How many times have you circled back on a coffee that you’ve roasted before, excited for what you know is possible for that coffee, and been stunned that it doesn’t taste the same? Welcome to the club. Mastering consistency throughout the entire journey from green bean to cup is one of the greatest challenges for anyone roasting coffee.
If you’re a professional, or own a café or online coffee business, you know that customer satisfaction hinges on your consistency. If you’re new to roasting, you can’t learn what needs tweaking until you minimize the variables.
Most roasters understand this general challenge and the importance of replicating processes like a roast profile, but many overlook inconsistent operating temperatures of the roaster itself. Ensuring your equipment is presenting the same roasting environment from batch to batch to batch to batch is critical to predictable results.
Preheating. Roast consistency begins by properly (and thoroughly!) preheating your roaster before charging your first batch, and then reheating your roaster in a consistent manner between batches.

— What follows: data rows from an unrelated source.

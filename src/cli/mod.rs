//! Command-line interface module.

mod args;
pub mod optimize;
pub mod refresh;

pub use args::{Cli, Commands};
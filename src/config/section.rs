//! Configuration section definitions for `sitekeeper.toml`.
//!
//! # Example
//!
//! ```toml
//! [meta]
//! strategy = "commit-log"
//! commit_log = "commits.json"
//! pages = [
//!     { source = "pages/home.html", meta = "meta/home_meta.json" },
//!     { source = "updates/sitelog.html", meta = "meta/sitelog_meta.json" },
//! ]
//!
//! [fonts]
//! dir = "font"
//!
//! [images]
//! dir = "art"
//! jpeg_quality = 82
//! ```

use serde::{Deserialize, Serialize};
use std::path::PathBuf;

// ============================================================================
// [meta] section
// ============================================================================

/// Timestamp strategy for the metadata refresher.
///
/// Exactly one strategy runs per invocation; which one is a deployment
/// decision made in config (or overridden with `--strategy`).
#[derive(Debug, Clone, Copy, PartialEq, Eq, Serialize, Deserialize, clap::ValueEnum)]
#[serde(rename_all = "kebab-case")]
pub enum Strategy {
    /// Stamp every tracked page with the latest date from the commit log
    CommitLog,
    /// Stamp only pages changed in the last revision, with the current time
    Changed,
    /// Stamp each page with its own source file's mtime
    Mtime,
}

impl Default for Strategy {
    fn default() -> Self {
        Self::CommitLog
    }
}

/// A tracked page and its metadata sidecar, both relative to the project root.
#[derive(Debug, Clone, Serialize, Deserialize)]
pub struct PageEntry {
    /// Source page path (e.g. `pages/home.html`)
    pub source: PathBuf,
    /// Metadata output path (e.g. `meta/home_meta.json`)
    pub meta: PathBuf,
}

/// `[meta]` section: tracked pages and timestamp strategy.
#[derive(Debug, Clone, Serialize, Deserialize)]
#[serde(default)]
pub struct MetaConfig {
    pub strategy: Strategy,

    /// Externally maintained JSON array of commit records
    /// (commit-log strategy only)
    pub commit_log: PathBuf,

    /// Tracked page -> metadata file mapping
    pub pages: Vec<PageEntry>,
}

impl Default for MetaConfig {
    fn default() -> Self {
        Self {
            strategy: Strategy::default(),
            commit_log: PathBuf::from("commits.json"),
            pages: Vec::new(),
        }
    }
}

// ============================================================================
// [fonts] section
// ============================================================================

/// `[fonts]` section: web-font generation settings.
#[derive(Debug, Clone, Serialize, Deserialize)]
#[serde(default)]
pub struct FontsConfig {
    /// Directory scanned (non-recursively) for `.ttf` sources
    pub dir: PathBuf,

    /// Explicit subsetter invocation, bypassing auto-detection.
    /// May carry arguments, e.g. `"python3 -m fontTools.subset"`
    pub subsetter: Option<String>,
}

impl Default for FontsConfig {
    fn default() -> Self {
        Self {
            dir: PathBuf::from("font"),
            subsetter: None,
        }
    }
}

// ============================================================================
// [images] section
// ============================================================================

/// `[images]` section: raster recompression settings.
#[derive(Debug, Clone, Serialize, Deserialize)]
#[serde(default)]
pub struct ImagesConfig {
    /// Directory scanned recursively for `.png`/`.jpg`/`.jpeg` files
    pub dir: PathBuf,

    /// JPEG re-encode quality (1-100)
    pub jpeg_quality: u8,
}

impl Default for ImagesConfig {
    fn default() -> Self {
        Self {
            dir: PathBuf::from("art"),
            jpeg_quality: 82,
        }
    }
}

#[cfg(test)]
mod tests {
    use super::*;

    #[test]
    fn test_strategy_from_kebab_case() {
        let meta: MetaConfig = toml::from_str(r#"strategy = "commit-log""#).unwrap();
        assert_eq!(meta.strategy, Strategy::CommitLog);

        let meta: MetaConfig = toml::from_str(r#"strategy = "changed""#).unwrap();
        assert_eq!(meta.strategy, Strategy::Changed);

        let meta: MetaConfig = toml::from_str(r#"strategy = "mtime""#).unwrap();
        assert_eq!(meta.strategy, Strategy::Mtime);
    }

    #[test]
    fn test_meta_defaults() {
        let meta = MetaConfig::default();
        assert_eq!(meta.strategy, Strategy::CommitLog);
        assert_eq!(meta.commit_log, PathBuf::from("commits.json"));
        assert!(meta.pages.is_empty());
    }

    #[test]
    fn test_pages_inline_table() {
        let meta: MetaConfig = toml::from_str(
            r#"pages = [{ source = "pages/home.html", meta = "meta/home_meta.json" }]"#,
        )
        .unwrap();
        assert_eq!(meta.pages.len(), 1);
        assert_eq!(meta.pages[0].source, PathBuf::from("pages/home.html"));
        assert_eq!(meta.pages[0].meta, PathBuf::from("meta/home_meta.json"));
    }

    #[test]
    fn test_section_defaults() {
        let fonts = FontsConfig::default();
        assert_eq!(fonts.dir, PathBuf::from("font"));
        assert!(fonts.subsetter.is_none());

        let images = ImagesConfig::default();
        assert_eq!(images.dir, PathBuf::from("art"));
        assert_eq!(images.jpeg_quality, 82);
    }
}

It’s obvious that the larger your roaster is, the longer it takes to preheat. But if you’re watching a temperature readout during preheat, remember that the probes are only feeding data about the environmental air temperature inside the chamber, not necessarily the temperature of the roasting equipment or drum. The ambient air temperature can reach your target charge (drop) temperature much quicker than the roast chamber can, so don’t get fooled by your temperature readouts.

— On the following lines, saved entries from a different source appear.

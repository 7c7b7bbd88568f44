//! Configuration error types.

use std::path::PathBuf;
use thiserror::Error;

/// Configuration-related errors
#[derive(Debug, Error)]
pub enum ConfigError {
    #[error("IO error when reading `{0}`")]
    Io(PathBuf, #[source] std::io::Error),

    #[error("Config file parsing error")]
    Toml(#[from] toml::de::Error),

    #[error("Config validation error: {0}")]
    Validation(String),
}

#[cfg(test)]
mod tests {
    use super::*;
    use std::io::{Error, ErrorKind};

    #[test]
    fn test_config_error_display() {
        let io_err = ConfigError::Io(
            PathBuf::from("sitekeeper.toml"),
            Error::new(ErrorKind::NotFound, "file not found"),
        );
        let display = format!("{io_err}");
        assert!(display.contains("IO error"));
        assert!(display.contains("sitekeeper.toml"));

        let validation_err = ConfigError::Validation("jpeg_quality out of range".to_string());
        let display = format!("{validation_err}");
        assert!(display.contains("jpeg_quality out of range"));
    }
}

We like to think of it like preheating a cast iron pan. If you blast it with high heat for a few minutes and focus a digital thermometer at the center of it, you might see your desired steak-searing temperature, but the pan won’t be heated evenly and your steak will quite literally fizzle out. Take the slow and steady approach (this is free cooking advice). The steel walls of a roasting chamber work in the same way.
Depending on your equipment, there are several ways to accomplish a full preheat. One option is taking the cast iron approach: a slow, steady preheat until you reach your target charge temperature. The other is to overshoot your target charge temperature, then back off until you return to that target. In either case, once you reach that temperature, let it “idle” for 10 minutes or so to ensure your roaster is fully heated before charging your first batch (this timing assumes you’re operating a drum roaster with modest thermal mass). For small, home coffee roasters, there isn’t that much mass you need to preheat, so it may only take minutes to properly heat.
Reheating. Reheating between batches is about making sure that you precisely replicate your process between each roast. Achieve this by letting your equipment return to temperature, holding it steady for a minute or two to make sure everything is fully (re)energized with heat, then charge your next batch. Every single time.
Because there is no hard and fast formula for this, it’s important to cup your batches to check your results and adjust accordingly.
Cheat code (until you master the above). If you always roast 5 batches of your Guatemala Cimarron every Monday morning for example, blend them together. At least your combined Guat “batch” will be consistent from week to week.